Source data:

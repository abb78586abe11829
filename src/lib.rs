//! **partition_maze** generates tile mazes by recursive division and offers the queries,
//! text rendering and route finding a consumer needs to draw and check them.

pub mod coordinates;
pub mod errors;
pub mod generators;
pub mod grid;
pub mod grid_displays;
pub mod grid_iterators;
pub mod maze;
pub mod passages;
pub mod pathing;
pub mod random;
pub mod tiles;
pub mod units;

pub use crate::maze::Maze;
pub use crate::tiles::Tile;
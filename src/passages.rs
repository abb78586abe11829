//! The maze as a graph: one node per passable tile, one edge per pair of passable tiles that share
//! a side.

use fnv::FnvHashMap;
use petgraph::algo;
use petgraph::graph::{NodeIndex, UnGraph};
use petgraph::visit::EdgeRef;

use crate::coordinates::{CompassPrimary, GridCoordinate};
use crate::grid::TileGrid;
use crate::tiles::Tile;

#[derive(Debug, Clone)]
pub struct PassageGraph {
    graph: UnGraph<GridCoordinate, ()>,
    node_indices: FnvHashMap<GridCoordinate, NodeIndex>,
}

impl PassageGraph {
    pub fn new(grid: &TileGrid) -> PassageGraph {
        let open_tiles = grid.iter_tiles()
                             .filter(|&(_, tile)| tile.is_passable())
                             .map(|(coord, _)| coord)
                             .collect::<Vec<_>>();

        // At most one edge east and one edge south per tile.
        let mut graph = UnGraph::with_capacity(open_tiles.len(), open_tiles.len() * 2);
        let mut node_indices = FnvHashMap::with_capacity_and_hasher(open_tiles.len(), Default::default());
        for coord in &open_tiles {
            node_indices.insert(*coord, graph.add_node(*coord));
        }

        // Looking only east and south adds each edge exactly once.
        for coord in &open_tiles {
            for &direction in &[CompassPrimary::East, CompassPrimary::South] {
                let neighbour = grid.neighbour_at_direction(*coord, direction)
                                    .and_then(|neighbour_coord| node_indices.get(&neighbour_coord));
                if let Some(&neighbour_index) = neighbour {
                    graph.add_edge(node_indices[coord], neighbour_index, ());
                }
            }
        }

        PassageGraph { graph, node_indices }
    }

    #[inline]
    pub fn node_count(&self) -> usize {
        self.graph.node_count()
    }

    #[inline]
    pub fn edge_count(&self) -> usize {
        self.graph.edge_count()
    }

    /// The node index of a passable tile, None for walls and off grid coordinates.
    #[inline]
    pub fn node_index(&self, coord: GridCoordinate) -> Option<NodeIndex> {
        self.node_indices.get(&coord).cloned()
    }

    /// Is there a route between two tiles? False if either is not passable.
    pub fn is_connected(&self, a: GridCoordinate, b: GridCoordinate) -> bool {
        match (self.node_index(a), self.node_index(b)) {
            (Some(a_index), Some(b_index)) => algo::has_path_connecting(&self.graph, a_index, b_index, None),
            _ => false,
        }
    }

    /// The number of separate open areas.
    pub fn components(&self) -> usize {
        algo::connected_components(&self.graph)
    }

    /// Every pair of neighbouring passable tiles.
    pub fn iter_edges(&self) -> impl Iterator<Item = (GridCoordinate, GridCoordinate)> + '_ {
        self.graph
            .edge_references()
            .map(move |edge| (self.graph[edge.source()], self.graph[edge.target()]))
    }

    /// Text edge list: `n m` (node and edge counts) on the first line, then one `a b` line per edge
    /// using 1-based node numbers. Nodes are numbered in row major order of their tiles.
    pub fn to_edge_list(&self) -> String {
        let mut graph_data = format!("{} {}\n", self.node_count(), self.edge_count());
        for edge in self.graph.edge_references() {
            let src_as_1_based_index = edge.source().index() + 1;
            let dst_as_1_based_index = edge.target().index() + 1;
            graph_data.push_str(&format!("{} {}\n", src_as_1_based_index, dst_as_1_based_index));
        }
        graph_data
    }
}

/// All passable tiles of the grid form a single open area.
pub fn is_fully_connected(grid: &TileGrid) -> bool {
    let passages = PassageGraph::new(grid);
    passages.components() <= 1 && grid.count(Tile::Wall) < grid.size()
}
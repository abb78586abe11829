use std::fmt;

use crate::coordinates::GridCoordinate;
use crate::units::{ColumnIndex, Height, RowIndex, Width};

/// Visits every coordinate of a grid in row major order.
#[derive(Clone)]
pub struct CellIter {
    width: Width,
    current_cell_number: usize,
    cells_count: usize,
}

impl CellIter {
    pub(crate) fn new(width: Width, height: Height) -> CellIter {
        CellIter {
            width,
            current_cell_number: 0,
            cells_count: width.0 * height.0,
        }
    }
}

impl fmt::Debug for CellIter {
    fn fmt(&self, f: &mut fmt::Formatter) -> fmt::Result {
        write!(f,
               "CellIter :: current_cell_number: {:?}, cells_count: {:?}",
               self.current_cell_number,
               self.cells_count)
    }
}

impl ExactSizeIterator for CellIter {} // default impl using size_hint()
impl Iterator for CellIter {
    type Item = GridCoordinate;
    fn next(&mut self) -> Option<Self::Item> {
        if self.current_cell_number < self.cells_count {
            let coord = GridCoordinate::from_row_major_index(self.current_cell_number, self.width);
            self.current_cell_number += 1;
            Some(coord)
        } else {
            None
        }
    }

    fn size_hint(&self) -> (usize, Option<usize>) {
        let remaining = self.cells_count - self.current_cell_number;
        (remaining, Some(remaining))
    }
}

/// Yields a whole row of coordinates at a time, top row first.
#[derive(Debug, Copy, Clone)]
pub struct RowIter {
    current_row: usize,
    width: Width,
    height: Height,
}

impl RowIter {
    pub(crate) fn new(width: Width, height: Height) -> RowIter {
        RowIter {
            current_row: 0,
            width,
            height,
        }
    }
}

impl ExactSizeIterator for RowIter {}
impl Iterator for RowIter {
    type Item = Vec<GridCoordinate>;
    fn next(&mut self) -> Option<Self::Item> {
        if self.current_row >= self.height.0 {
            return None;
        }

        let row = RowIndex(self.current_row);
        let coords = (0..self.width.0)
            .map(|i| GridCoordinate::from_row_column_indices(ColumnIndex(i), row))
            .collect();
        self.current_row += 1;
        Some(coords)
    }

    fn size_hint(&self) -> (usize, Option<usize>) {
        let remaining = self.height.0 - self.current_row;
        (remaining, Some(remaining))
    }
}
/// Library search over one [`ReferenceLibrary`]
pub trait Annotator: Sync {
    fn id(&self) -> &str;

    fn source(&self) -> MatchSource;

    fn library(&self) -> &ReferenceLibrary;

    /// The parameters used when a call does not override them
    fn parameters(&self) -> &MsRefSearchParameter;

    /// The parameters for one call, checking an override with
    /// [`MsRefSearchParameter::validate`]
    fn resolve_parameters<'p>(
        &'p self,
        params: Option<&'p MsRefSearchParameter>,
    ) -> Result<&'p MsRefSearchParameter, AnnotationError> {
        match params {
            Some(params) => {
                params.validate()?;
                Ok(params)
            }
            None => Ok(self.parameters()),
        }
    }

    /// Score `query` against a single `reference` without searching
    fn calculate_score(
        &self,
        query: &MsQuery,
        reference: &MoleculeMsReference,
        params: Option<&MsRefSearchParameter>,
    ) -> Result<MsScanMatchResult, AnnotationError>;

    /// Whether a scored result counts as an identification
    fn is_reference_match(&self, result: &MsScanMatchResult, params: Option<&MsRefSearchParameter>) -> bool;

    fn validate(
        &self,
        result: &mut MsScanMatchResult,
        query: &MsQuery,
        reference: &MoleculeMsReference,
        params: Option<&MsRefSearchParameter>,
    ) {
        validate_match(result, query, reference, params.unwrap_or(self.parameters()))
    }

    /// Retrieve the library entries compatible with `query`, along with their
    /// library positions, without scoring them.
    fn search<'s>(
        &'s self,
        query: &MsQuery,
        params: Option<&MsRefSearchParameter>,
    ) -> Result<Vec<(usize, &'s MoleculeMsReference)>, AnnotationError> {
        let params = self.resolve_parameters(params)?;
        let library = self.library();
        let candidates: Vec<usize> = match query.precursor_mz {
            Some(mz) => library.candidate_range(mz, params).collect(),
            None => retention_candidates(library, query, params),
        };
        let by_retention = params.use_time_for_filtering || query.precursor_mz.is_none();
        let hits: Vec<_> = candidates
            .into_iter()
            .filter_map(|i| library.get(i).map(|r| (i, r)))
            .filter(|(_, r)| !by_retention || retention_agrees(query, r, params).unwrap_or(false))
            .filter(|(_, r)| {
                !params.use_ccs_for_filtering
                    || within(query.ccs, r.ccs, params.ccs_tolerance).unwrap_or(true)
            })
            .collect();
        Ok(hits)
    }

    /// Score every retrieved candidate, best first, keeping those at or above
    /// the total score cutoff
    fn find_candidates(
        &self,
        query: &MsQuery,
        params: Option<&MsRefSearchParameter>,
    ) -> Result<Vec<MsScanMatchResult>, AnnotationError> {
        let params = self.resolve_parameters(params)?;
        let mut candidates = Vec::new();
        for (ordinal, reference) in self.search(query, Some(params))? {
            let mut result = self.calculate_score(query, reference, Some(params))?;
            result.library_id_when_ordered = ordinal;
            trace!(
                "{} scored {} at {:.3}",
                self.id(),
                reference.name,
                result.total_score
            );
            if result.total_score >= params.total_score_cutoff {
                candidates.push(result);
            }
        }
        candidates.sort_by(MsScanMatchResult::best_first);
        Ok(candidates)
    }

    /// The best candidate, if any
    fn annotate(
        &self,
        query: &MsQuery,
        params: Option<&MsRefSearchParameter>,
    ) -> Result<Option<MsScanMatchResult>, AnnotationError> {
        Ok(self.find_candidates(query, params)?.into_iter().next())
    }

    fn refer(&self, result: &MsScanMatchResult) -> Option<&MoleculeMsReference> {
        self.library().refer(result).map(|(_, r)| r)
    }
}
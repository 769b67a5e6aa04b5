//! Spectral library entries
use mzpeaks::CentroidPeak;

use mzspot::IonMode;

/// One compound in a reference library.
///
/// `scan_id` is the stable key of the entry. It survives re-sorting the
/// library, unlike the entry's position.
#[derive(Debug, Clone, PartialEq, Default)]
#[cfg_attr(feature = "serde", derive(serde::Serialize, serde::Deserialize))]
#[cfg_attr(feature = "serde", serde(default))]
pub struct MoleculeMsReference {
    pub scan_id: i64,
    pub name: String,
    pub precursor_mz: f64,
    pub rt: Option<f64>,
    pub ri: Option<f64>,
    pub ccs: Option<f64>,
    pub adduct: String,
    pub formula: String,
    pub ontology: String,
    pub inchikey: String,
    pub smiles: String,
    /// The m/z a GC-MS library recommends quantifying this compound with
    pub quant_mass: Option<f64>,
    /// M+1 and M+2 abundances relative to M+0
    pub isotope_abundances: Vec<f64>,
    pub spectrum: Vec<CentroidPeak>,
    pub ion_mode: IonMode,
    pub comment: String,
}

impl MoleculeMsReference {
    pub fn new(scan_id: i64, name: impl Into<String>, precursor_mz: f64) -> Self {
        Self {
            scan_id,
            name: name.into(),
            precursor_mz,
            ..Default::default()
        }
    }

    pub fn with_rt(mut self, rt: f64) -> Self {
        self.rt = Some(rt);
        self
    }

    pub fn with_ri(mut self, ri: f64) -> Self {
        self.ri = Some(ri);
        self
    }

    pub fn with_ccs(mut self, ccs: f64) -> Self {
        self.ccs = Some(ccs);
        self
    }

    pub fn with_inchikey(mut self, inchikey: impl Into<String>) -> Self {
        self.inchikey = inchikey.into();
        self
    }

    pub fn with_spectrum(mut self, mut spectrum: Vec<CentroidPeak>) -> Self {
        spectrum.sort_by(|a, b| a.mz.total_cmp(&b.mz));
        self.spectrum = spectrum;
        self
    }

    pub fn with_isotope_abundances(mut self, abundances: Vec<f64>) -> Self {
        self.isotope_abundances = abundances;
        self
    }
}

/// Infer the polarity of an adduct string like `[M+H]+` from its trailing charge sign
pub fn ion_mode_of_adduct(adduct: &str) -> Option<IonMode> {
    match adduct.trim().chars().last()? {
        '+' => Some(IonMode::Positive),
        '-' => Some(IonMode::Negative),
        _ => None,
    }
}
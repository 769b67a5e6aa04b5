use std::io;

use thiserror::Error;

/// An error that might occur while loading a library or configuring a search
#[derive(Debug, Error)]
pub enum AnnotationError {
    #[error("Invalid search configuration: {0}")]
    InvalidConfiguration(String),
    #[error("Malformed library entry at line {line}: {message}")]
    Parse { line: usize, message: String },
    #[error("An IO error occurred: {0}")]
    Io(#[from] io::Error),
}

impl From<csv::Error> for AnnotationError {
    fn from(value: csv::Error) -> Self {
        let line = value.position().map(|p| p.line() as usize).unwrap_or_default();
        let message = value.to_string();
        match value.into_kind() {
            csv::ErrorKind::Io(e) => Self::Io(e),
            _ => Self::parse(line, message),
        }
    }
}

impl AnnotationError {
    pub(crate) fn invalid_config(message: impl Into<String>) -> Self {
        Self::InvalidConfiguration(message.into())
    }

    pub(crate) fn parse(line: usize, message: impl Into<String>) -> Self {
        Self::Parse {
            line,
            message: message.into(),
        }
    }
}
use std::ops::{Add, AddAssign};

use mzspot::AlignmentSpotProperty;

/// Counts summarizing one alignment run
#[derive(Debug, Default, Clone, Copy, PartialEq)]
pub struct ProgressRecord {
    pub files: usize,
    pub spots: usize,
    pub detected_peaks: usize,
    pub gaps: usize,
    /// Gaps whose reconstructed peak has a positive height
    pub gaps_with_signal: usize,
    pub identified: usize,
}

impl ProgressRecord {
    pub fn from_spots(files: usize, spots: &[AlignmentSpotProperty]) -> Self {
        spots
            .iter()
            .map(|spot| {
                let gaps = spot.aligned_peaks.iter().filter(|p| p.is_gap());
                ProgressRecord {
                    files: 0,
                    spots: 1,
                    detected_peaks: spot.detected_count(),
                    gaps: gaps.clone().count(),
                    gaps_with_signal: gaps.filter(|p| p.height() > 0.0).count(),
                    identified: usize::from(spot.is_identified()),
                }
            })
            .fold(
                ProgressRecord {
                    files,
                    ..Default::default()
                },
                ProgressRecord::add,
            )
    }
}

impl Add for ProgressRecord {
    type Output = ProgressRecord;

    fn add(self, rhs: Self) -> Self::Output {
        let mut dup = self;
        dup += rhs;
        dup
    }
}

impl AddAssign for ProgressRecord {
    fn add_assign(&mut self, rhs: Self) {
        self.files += rhs.files;
        self.spots += rhs.spots;
        self.detected_peaks += rhs.detected_peaks;
        self.gaps += rhs.gaps;
        self.gaps_with_signal += rhs.gaps_with_signal;
        self.identified += rhs.identified;
    }
}
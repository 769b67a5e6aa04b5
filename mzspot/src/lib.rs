pub mod accessor;
pub mod chrom;
pub mod comparer;
pub mod error;
pub mod factory;
pub mod gapfill;
pub mod interval;
pub mod joiner;
pub mod matching;
pub mod params;
pub mod peak;
pub mod refiner;
pub mod retention_index;
pub mod similarity;
pub mod smoothing;
pub mod spot;

pub use crate::accessor::{DataAccessor, InMemoryPeakSource, PeakFeatureSource};
pub use crate::chrom::{ChromX, ChromXType, ChromXUnit, ChromXs};
pub use crate::comparer::{PeakComparer, PeakMatch};
pub use crate::error::AlignmentError;
pub use crate::factory::{AlignmentProcessFactory, AlignmentStage, ProgressCallback};
pub use crate::gapfill::{GapFiller, InMemoryRawSource, QuantMassLookup, RawSpectrum, RawSpectrumSource};
pub use crate::joiner::{JoinedTable, PeakJoiner};
pub use crate::matching::{MatchSource, MsScanMatchResult, NOT_APPLICABLE};
pub use crate::params::{AlignmentParameters, IonMode, RetentionType, Technology};
pub use crate::peak::{
    AlignmentChromPeakFeature, AnalysisFile, ChromatogramPeak, ChromatogramPeakFeature, GAP_PEAK_ID,
};
pub use crate::refiner::AlignmentRefiner;
pub use crate::retention_index::{RetentionIndexCalibration, RiCompoundType};
pub use crate::smoothing::SmoothingMethod;
pub use crate::spot::AlignmentSpotProperty;
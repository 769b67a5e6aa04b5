use std::fs;
use std::io::{self, prelude::*};
use std::path::Path;

use flate2::write::GzEncoder;
use flate2::Compression;
use csv::WriterBuilder;
use tracing::debug;

use mzspot::{AlignmentSpotProperty, AnalysisFile, ChromXType, MsScanMatchResult};

use crate::args::OutputFormat;
use crate::driver::MZSpotterError;

fn score_of(result: Option<&MsScanMatchResult>) -> String {
    result
        .map(|r| format!("{:.4}", r.total_score))
        .unwrap_or_default()
}

fn axis_value(spot: &AlignmentSpotProperty, axis: ChromXType) -> String {
    spot.center(axis).map(|v| format!("{v:.4}")).unwrap_or_default()
}

/// Write one row per spot with its coordinates, identity and one height column per file
pub fn write_tsv<W: Write>(
    writer: W,
    files: &[AnalysisFile],
    spots: &[AlignmentSpotProperty],
) -> io::Result<()> {
    let fixed = [
        "alignment_id",
        "rt",
        "ri",
        "drift",
        "mz",
        "quant_mass",
        "fill_percentage",
        "representative_file",
        "name",
        "inchikey",
        "msp_score",
        "textdb_score",
        "isotope_weight_number",
        "adduct",
    ];
    let mut writer = WriterBuilder::new().delimiter(b'\t').from_writer(writer);
    let header = fixed
        .iter()
        .map(|s| s.to_string())
        .chain(files.iter().map(|f| format!("height:{}", f.name)));
    writer.write_record(header)?;
    for spot in spots {
        let representative = files
            .get(spot.representative_file_id)
            .map(|f| f.name.as_str())
            .unwrap_or_default();
        let row = [
            spot.alignment_id.to_string(),
            axis_value(spot, ChromXType::RT),
            axis_value(spot, ChromXType::RI),
            axis_value(spot, ChromXType::Drift),
            format!("{:.5}", spot.mass_center),
            format!("{:.5}", spot.quant_mass),
            format!("{:.3}", spot.fill_percentage),
            representative.to_string(),
            spot.name.clone(),
            spot.inchikey.clone(),
            score_of(spot.msp_match.as_ref()),
            score_of(spot.textdb_match.as_ref()),
            spot.isotope_weight_number.to_string(),
            spot.adduct_type.clone(),
        ];
        let heights = spot.aligned_peaks.iter().map(|p| format!("{:.1}", p.height()));
        writer.write_record(row.into_iter().chain(heights))?;
    }
    writer.flush()
}

pub fn write_json<W: Write>(mut writer: W, spots: &[AlignmentSpotProperty]) -> io::Result<()> {
    serde_json::to_writer(&mut writer, spots)?;
    writeln!(writer)?;
    writer.flush()
}

fn write_format<W: Write>(
    writer: W,
    format: OutputFormat,
    files: &[AnalysisFile],
    spots: &[AlignmentSpotProperty],
) -> io::Result<()> {
    match format {
        OutputFormat::Tsv => write_tsv(writer, files, spots),
        OutputFormat::Json => write_json(writer, spots),
    }
}

/// Write `spots` to `path`, or to STDOUT if `path` is `-`.
///
/// If `format` is not given it is inferred from the path, and a `.gz` suffix
/// compresses the output. STDOUT defaults to TSV.
pub fn write_output(
    path: &Path,
    format: Option<OutputFormat>,
    files: &[AnalysisFile],
    spots: &[AlignmentSpotProperty],
) -> Result<(), MZSpotterError> {
    if path == Path::new("-") {
        let stdout = io::stdout();
        let handle = io::BufWriter::new(stdout.lock());
        write_format(handle, format.unwrap_or(OutputFormat::Tsv), files, spots)?;
        return Ok(());
    }
    let inferred = OutputFormat::infer_from_path(path);
    let compressed = inferred.map(|(_, c)| c).unwrap_or(false);
    let format = format
        .or(inferred.map(|(f, _)| f))
        .ok_or_else(|| MZSpotterError::OutputFormatUnknownOrNotSupportedError(path.display().to_string()))?;
    debug!("Writing {} spots as {format} to {}", spots.len(), path.display());
    let handle = io::BufWriter::new(fs::File::create(path)?);
    if compressed {
        let mut encoder = GzEncoder::new(handle, Compression::best());
        write_format(&mut encoder, format, files, spots)?;
        encoder.finish()?.flush()?;
    } else {
        write_format(handle, format, files, spots)?;
    }
    Ok(())
}
//! A reference library kept sorted for binary search retrieval
use std::ops::Range;

use tracing::debug;

use mzspot::interval::{sorted_range_of, SimpleInterval};
use mzspot::{MsScanMatchResult, QuantMassLookup};

use crate::params::MsRefSearchParameter;
use crate::reference::MoleculeMsReference;

/// The tie-breaking key after precursor m/z in the library order
#[derive(Debug, Clone, Copy, PartialEq, Eq, Hash, Default)]
#[cfg_attr(feature = "serde", derive(serde::Serialize, serde::Deserialize))]
pub enum SecondaryKey {
    #[default]
    None,
    RT,
    RI,
}

impl SecondaryKey {
    pub fn value_of(&self, reference: &MoleculeMsReference) -> Option<f64> {
        match self {
            SecondaryKey::None => None,
            SecondaryKey::RT => reference.rt,
            SecondaryKey::RI => reference.ri,
        }
    }
}

/// A collection of [`MoleculeMsReference`] sorted by precursor m/z, then by
/// the secondary key, then by stable key.
///
/// The order is established by the constructor and never changes, so the
/// position of an entry is valid for the life of the library.
#[derive(Debug, Clone, Default)]
pub struct ReferenceLibrary {
    references: Vec<MoleculeMsReference>,
    secondary: SecondaryKey,
    /// Positions of entries with a secondary value, sorted by that value
    by_retention: Vec<usize>,
    /// Positions of entries without a secondary value
    without_retention: Vec<usize>,
}

impl ReferenceLibrary {
    pub fn new(mut references: Vec<MoleculeMsReference>, secondary: SecondaryKey) -> Self {
        references.sort_by(|a, b| {
            a.precursor_mz
                .total_cmp(&b.precursor_mz)
                .then_with(|| {
                    let a = secondary.value_of(a).unwrap_or(f64::NEG_INFINITY);
                    let b = secondary.value_of(b).unwrap_or(f64::NEG_INFINITY);
                    a.total_cmp(&b)
                })
                .then_with(|| a.scan_id.cmp(&b.scan_id))
        });
        let (mut by_retention, without_retention): (Vec<usize>, Vec<usize>) =
            (0..references.len()).partition(|i| secondary.value_of(&references[*i]).is_some());
        by_retention.sort_by(|a, b| {
            let a = secondary.value_of(&references[*a]).unwrap_or_default();
            let b = secondary.value_of(&references[*b]).unwrap_or_default();
            a.total_cmp(&b)
        });
        debug!("Sorted {} library references by {secondary:?}", references.len());
        Self {
            references,
            secondary,
            by_retention,
            without_retention,
        }
    }

    pub fn len(&self) -> usize {
        self.references.len()
    }

    pub fn is_empty(&self) -> bool {
        self.references.is_empty()
    }

    pub fn get(&self, index: usize) -> Option<&MoleculeMsReference> {
        self.references.get(index)
    }

    pub fn iter(&self) -> std::slice::Iter<'_, MoleculeMsReference> {
        self.references.iter()
    }

    pub fn as_slice(&self) -> &[MoleculeMsReference] {
        &self.references
    }

    pub fn secondary_key(&self) -> SecondaryKey {
        self.secondary
    }

    /// The index range of entries whose precursor m/z is within the effective
    /// tolerance of `mz`
    pub fn candidate_range(&self, mz: f64, params: &MsRefSearchParameter) -> Range<usize> {
        let (lo, hi) = params.effective_tolerance(mz).bounds(mz);
        sorted_range_of(&self.references, &SimpleInterval::new(lo, hi), |r| r.precursor_mz)
    }

    /// The positions of entries whose secondary value is within `tolerance` of
    /// `value`, in secondary value order. Empty when there is no secondary key.
    pub fn retention_range(&self, value: f64, tolerance: f64) -> &[usize] {
        let key = |i: &usize| self.secondary.value_of(&self.references[*i]).unwrap_or_default();
        let start = self.by_retention.partition_point(|i| key(i) < value - tolerance);
        let end = self.by_retention.partition_point(|i| key(i) <= value + tolerance);
        &self.by_retention[start..end.max(start)]
    }

    /// The positions of entries lacking a secondary value, which no
    /// [`ReferenceLibrary::retention_range`] can return
    pub fn without_retention(&self) -> &[usize] {
        &self.without_retention
    }

    /// Resolve a match result to its library entry.
    ///
    /// The cached position is tried first. If it is stale, the library is
    /// scanned for the stable key, then for the InChIKey.
    pub fn refer(&self, result: &MsScanMatchResult) -> Option<(usize, &MoleculeMsReference)> {
        if let Some(hit) = self
            .references
            .get(result.library_id_when_ordered)
            .filter(|r| r.scan_id == result.library_id)
        {
            return Some((result.library_id_when_ordered, hit));
        }
        self.references
            .iter()
            .position(|r| r.scan_id == result.library_id)
            .or_else(|| {
                if result.inchikey.is_empty() {
                    None
                } else {
                    self.references.iter().position(|r| r.inchikey == result.inchikey)
                }
            })
            .map(|i| (i, &self.references[i]))
    }
}

impl FromIterator<MoleculeMsReference> for ReferenceLibrary {
    fn from_iter<T: IntoIterator<Item = MoleculeMsReference>>(iter: T) -> Self {
        Self::new(iter.into_iter().collect(), SecondaryKey::None)
    }
}

impl QuantMassLookup for ReferenceLibrary {
    fn reference_quant_mass(&self, result: &MsScanMatchResult) -> Option<f64> {
        self.refer(result).and_then(|(_, r)| r.quant_mass)
    }
}

#[cfg(test)]
mod test {
    use super::*;

    fn library() -> ReferenceLibrary {
        ReferenceLibrary::new(
            vec![
                MoleculeMsReference::new(3, "c", 300.2).with_rt(2.0),
                MoleculeMsReference::new(1, "a", 100.0),
                MoleculeMsReference::new(2, "b", 300.2).with_rt(1.0).with_inchikey("BBBB"),
                MoleculeMsReference::new(4, "d", 900.0),
            ],
            SecondaryKey::RT,
        )
    }

    #[test]
    fn test_sorted_on_construction() {
        let lib = library();
        let keys: Vec<i64> = lib.iter().map(|r| r.scan_id).collect();
        assert_eq!(keys, vec![1, 2, 3, 4]);
    }

    #[test]
    fn test_candidate_range() {
        let lib = library();
        let params = MsRefSearchParameter::default();
        assert_eq!(lib.candidate_range(300.205, &params), 1..3);
        assert!(lib.candidate_range(500.0, &params).is_empty());
        assert_eq!(lib.candidate_range(900.015, &params), 3..4);
    }

    #[test]
    fn test_retention_range() {
        let lib = library();
        let scan_ids = |ordinals: &[usize]| -> Vec<i64> {
            ordinals.iter().map(|i| lib.get(*i).unwrap().scan_id).collect()
        };
        assert_eq!(scan_ids(lib.retention_range(1.5, 0.6)), vec![2, 3]);
        assert_eq!(scan_ids(lib.retention_range(2.1, 0.2)), vec![3]);
        assert!(lib.retention_range(5.0, 1.0).is_empty());
        assert_eq!(scan_ids(lib.without_retention()), vec![1, 4]);

        let unkeyed: ReferenceLibrary = library().iter().cloned().collect();
        assert!(unkeyed.retention_range(1.5, 10.0).is_empty());
        assert_eq!(unkeyed.without_retention().len(), 4);
    }

    #[test]
    fn test_refer_falls_back_to_stable_key() {
        let lib = library();
        let mut result = MsScanMatchResult {
            library_id: 2,
            library_id_when_ordered: 1,
            ..Default::default()
        };
        assert_eq!(lib.refer(&result).map(|(i, r)| (i, r.scan_id)), Some((1, 2)));

        result.library_id_when_ordered = 3;
        assert_eq!(lib.refer(&result).map(|(i, r)| (i, r.scan_id)), Some((1, 2)));

        result.library_id = 99;
        result.inchikey = "BBBB".to_string();
        assert_eq!(lib.refer(&result).map(|(i, _)| i), Some(1));

        result.inchikey.clear();
        assert!(lib.refer(&result).is_none());
    }
}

Requirement:
Transcribe the entries above word for word, from the first line through the line containing "use fnv::FnvHashMap;", and nothing else.

Answer box:
repository abb78586abe11829
filename src/lib.rs
//! **partition_maze** generates tile mazes by recursive division and offers the queries,
//! text rendering and route finding a consumer needs to draw and check them.

pub mod coordinates;
pub mod errors;
pub mod generators;
pub mod grid;
pub mod grid_displays;
pub mod grid_iterators;
pub mod maze;
pub mod passages;
pub mod pathing;
pub mod random;
pub mod tiles;
pub mod units;

pub use crate::maze::Maze;
pub use crate::tiles::Tile;
filename src/passages.rs
repository abb78586abe11829
//! The maze as a graph: one node per passable tile, one edge per pair of passable tiles that share
//! a side.

use fnv::FnvHashMap;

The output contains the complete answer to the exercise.